Any test or experiment will have "noise". That is, beside the thing you want to test, there will always be other factors affecting your results. This is, of course, also true of exams.

As others have explained, there are nuances to any question that the examiner might not even be aware of. Local academic culture, implicit biases and assumptions, the level and scope of a specific course. A student hoping to do well on a test has to take all of these into account. However, these details are usually not what you're testing for. You want to know whether a student understood and memorized the subject matter, not if they remember which notation a specific professor prefers.

The more noise you introduce into an exam, the more effort is required from your students (if they want to do well) to mitigate its efffects. "Secret" tests are especially noisy because the student, by design, cannot know which aspects of the course material will become relevant. This includes things only tangentially related to the subject matter.

Did the professor choose axiom X on purpose or can I also use the more generally applicable Y? They mentioned Y in a lecture, but didn't go into detail.
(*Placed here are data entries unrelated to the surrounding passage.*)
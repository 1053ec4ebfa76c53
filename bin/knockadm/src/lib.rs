// This Source Code Form is subject to the terms of the Mozilla Public
// License, v. 2.0. If a copy of the MPL was not distributed with this
// file, You can obtain one at https://mozilla.org/MPL/2.0/.

// Copyright 2026 Oxide Computer Company

//! knockadm: check gate configurations and replay captures through a
//! live gate.

pub mod capture;

use anyhow::Context;
use anyhow::anyhow;
use knock::KnockCtx;
use knock::StopReport;
use knock::api::ConnState;
use knock::api::DumpStateResp;
use knock::api::GateCfg;
use knock::api::GateStatsSnap;
use knock::api::IpAddr;
use knock::api::PortSel;
use knock::api::Verdict;
use knock::engine::headers::InboundMeta;
use knock::engine::headers::parse_inbound;
use knock::engine::trigger::ChannelSource;
use knock::engine::trigger::Trigger;
use knock::provider::LocalIngress;
use knock::provider::Providers;
use slog::Drain;
use slog::Logger;
use slog::o;
use std::collections::BTreeSet;
use std::io::Write;
use std::path::Path;
use std::str::FromStr;
use std::sync::Arc;
use std::sync::mpsc;
use tabwriter::TabWriter;

pub use knock::api::API_VERSION;
pub use knock::api::MAJOR_VERSION;

/// The version reported by `knockadm --version`.
pub fn knock_pkg_version() -> String {
    format!("{MAJOR_VERSION}.{API_VERSION}")
}

/// Build the process logger: terminal output on stderr, filtered by
/// `RUST_LOG`, written off-thread.
pub fn logger() -> Logger {
    let decorator = slog_term::TermDecorator::new().stderr().build();
    let drain = slog_term::FullFormat::new(decorator).build().fuse();
    let drain = slog_envlogger::new(drain).fuse();
    let drain = slog_async::Async::new(drain).build().fuse();
    Logger::root(drain, o!("component" => "knockadm"))
}

/// Load and validate a gate configuration file.
pub fn load_cfg(path: &Path) -> anyhow::Result<GateCfg> {
    let text = std::fs::read_to_string(path)
        .with_context(|| format!("failed to read {}", path.display()))?;
    GateCfg::from_toml(&text)
        .with_context(|| format!("invalid configuration {}", path.display()))
}

/// An authorization given on the command line: `ADDR`, `ADDR:PORT`,
/// `ADDR:*` or `[V6ADDR]:PORT`. A bare address is authorized for
/// every protected port.
#[derive(Clone, Copy, Debug, Eq, PartialEq)]
pub struct AuthSpec {
    pub addr: IpAddr,
    pub port: PortSel,
}

impl FromStr for AuthSpec {
    type Err = String;

    fn from_str(s: &str) -> Result<Self, Self::Err> {
        if let Ok(addr) = s.parse::<IpAddr>() {
            return Ok(Self { addr, port: PortSel::Any });
        }

        let (addr, port) = match s.strip_prefix('[') {
            Some(rest) => rest
                .split_once("]:")
                .ok_or_else(|| format!("malformed authorization: {s}"))?,
            None => s
                .rsplit_once(':')
                .ok_or_else(|| format!("malformed authorization: {s}"))?,
        };

        let addr = addr.parse::<IpAddr>()?;
        let port = port.parse::<PortSel>()?;
        Ok(Self { addr, port })
    }
}

type FlowKey = (IpAddr, IpAddr, u8, u16, u16);

fn flow_key(meta: &InboundMeta) -> Option<FlowKey> {
    Some((meta.src, meta.dst, meta.proto, meta.src_port?, meta.dst_port?))
}

fn reverse(key: &FlowKey) -> FlowKey {
    (key.1, key.0, key.2, key.4, key.3)
}

/// The gate's decision on one packet of a replay.
#[derive(Clone, Debug, Eq, PartialEq)]
pub struct ReplayRecord {
    pub index: usize,
    pub meta: Option<InboundMeta>,
    pub conn: ConnState,
    pub verdict: Verdict,
}

/// What was left when a replay finished.
#[derive(Clone, Debug)]
pub struct ReplaySummary {
    pub stats: GateStatsSnap,
    pub state: DumpStateResp,
    pub stop: StopReport,
}

/// A live gate that packets are fed through one at a time.
///
/// A capture carries no connection-tracking state, so it is inferred:
/// a packet belongs to an established connection when an earlier
/// packet of the same flow (in either direction) was admitted, unless
/// it is a bare TCP SYN.
pub struct Replayer {
    ctx: KnockCtx,
    ingress: Arc<LocalIngress>,
    // Held so the listener's source stays connected.
    _triggers: mpsc::Sender<Trigger>,
    flows: BTreeSet<FlowKey>,
    next_index: usize,
}

impl Replayer {
    pub fn start(cfg: GateCfg, log: &Logger) -> anyhow::Result<Self> {
        let ctx = KnockCtx::new(cfg, log)?;
        let ingress = Arc::new(LocalIngress::new());
        let (triggers, source) = ChannelSource::new();
        ctx.start(Providers {
            ingress: ingress.clone(),
            trigger: Box::new(source),
        })?;

        Ok(Self {
            ctx,
            ingress,
            _triggers: triggers,
            flows: BTreeSet::new(),
            next_index: 0,
        })
    }

    pub fn authorize(&self, spec: &AuthSpec) -> anyhow::Result<()> {
        self.ctx
            .authorizer()
            .authorize(spec.addr, spec.port)
            .map_err(|e| anyhow!("failed to authorize {}: {e}", spec.addr))
    }

    pub fn feed(&mut self, pkt: &[u8]) -> ReplayRecord {
        let index = self.next_index;
        self.next_index += 1;

        let meta = parse_inbound(pkt).ok();
        let key = meta.as_ref().and_then(flow_key);
        let conn = match (&meta, &key) {
            (Some(m), _) if m.is_tcp_syn() => ConnState::New,
            (_, Some(k)) if self.flows.contains(k) => ConnState::Established,
            (_, Some(k)) if self.flows.contains(&reverse(k)) => {
                ConnState::EstablishedReply
            }
            _ => ConnState::New,
        };

        let verdict = self.ingress.deliver(pkt, conn);
        if let (Verdict::Accept, Some(k)) = (verdict, key) {
            self.flows.insert(k);
        }

        ReplayRecord { index, meta, conn, verdict }
    }

    pub fn finish(self) -> anyhow::Result<ReplaySummary> {
        let stats = self.ctx.stats();
        let state = self.ctx.dump_state();
        let stop = self.ctx.stop()?;
        Ok(ReplaySummary { stats, state, stop })
    }
}

fn opt<T: ToString>(val: Option<T>) -> String {
    val.map(|v| v.to_string()).unwrap_or_else(|| "-".to_string())
}

/// Print a header for [`print_record_into`].
pub fn print_record_header_into(w: &mut impl Write) -> std::io::Result<()> {
    writeln!(w, "IDX\tSOURCE\tDESTINATION\tPROTO\tDPORT\tCONN\tVERDICT")
}

/// Print a single [`ReplayRecord`].
pub fn print_record_into(
    w: &mut impl Write,
    rec: &ReplayRecord,
) -> std::io::Result<()> {
    let m = rec.meta.as_ref();
    writeln!(
        w,
        "{}\t{}\t{}\t{}\t{}\t{}\t{}",
        rec.index,
        opt(m.map(|m| m.src)),
        opt(m.map(|m| m.dst)),
        opt(m.map(|m| m.proto)),
        opt(m.and_then(|m| m.dst_port)),
        rec.conn,
        rec.verdict,
    )
}

/// Print every [`ReplayRecord`] as a table.
pub fn print_records(recs: &[ReplayRecord]) -> std::io::Result<()> {
    print_records_into(&mut std::io::stdout(), recs)
}

/// Print every [`ReplayRecord`] as a table into the given writer.
pub fn print_records_into(
    writer: &mut impl Write,
    recs: &[ReplayRecord],
) -> std::io::Result<()> {
    let mut t = TabWriter::new(writer);
    print_record_header_into(&mut t)?;
    for rec in recs {
        print_record_into(&mut t, rec)?;
    }
    t.flush()
}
Do they always use this notation or only in special cases?

In my experience, this often leads to last minute "cramming": immersing yourself in the course material and (indiscriminately) memorizing as much as possible shortly before the exam. This allows the student to guess secondary details ("in this kind of question, we used axiom X, but we didn't cover Y so that's probably out of scope") more easily since they're fresh in their mind. However it is usually not a good learning technique. It is something students adopt to cope with the uncertainties that come with the test method*.

You can reduce noise by exposing students to the types of question, the expected scope of the exam and the answer style you expect throughout the course. Letting them practice on old (or mock) exams will allow them to test their knowledge, assimilate the cultural details over time and concentrate on understanding the subject they're actually supposed to study.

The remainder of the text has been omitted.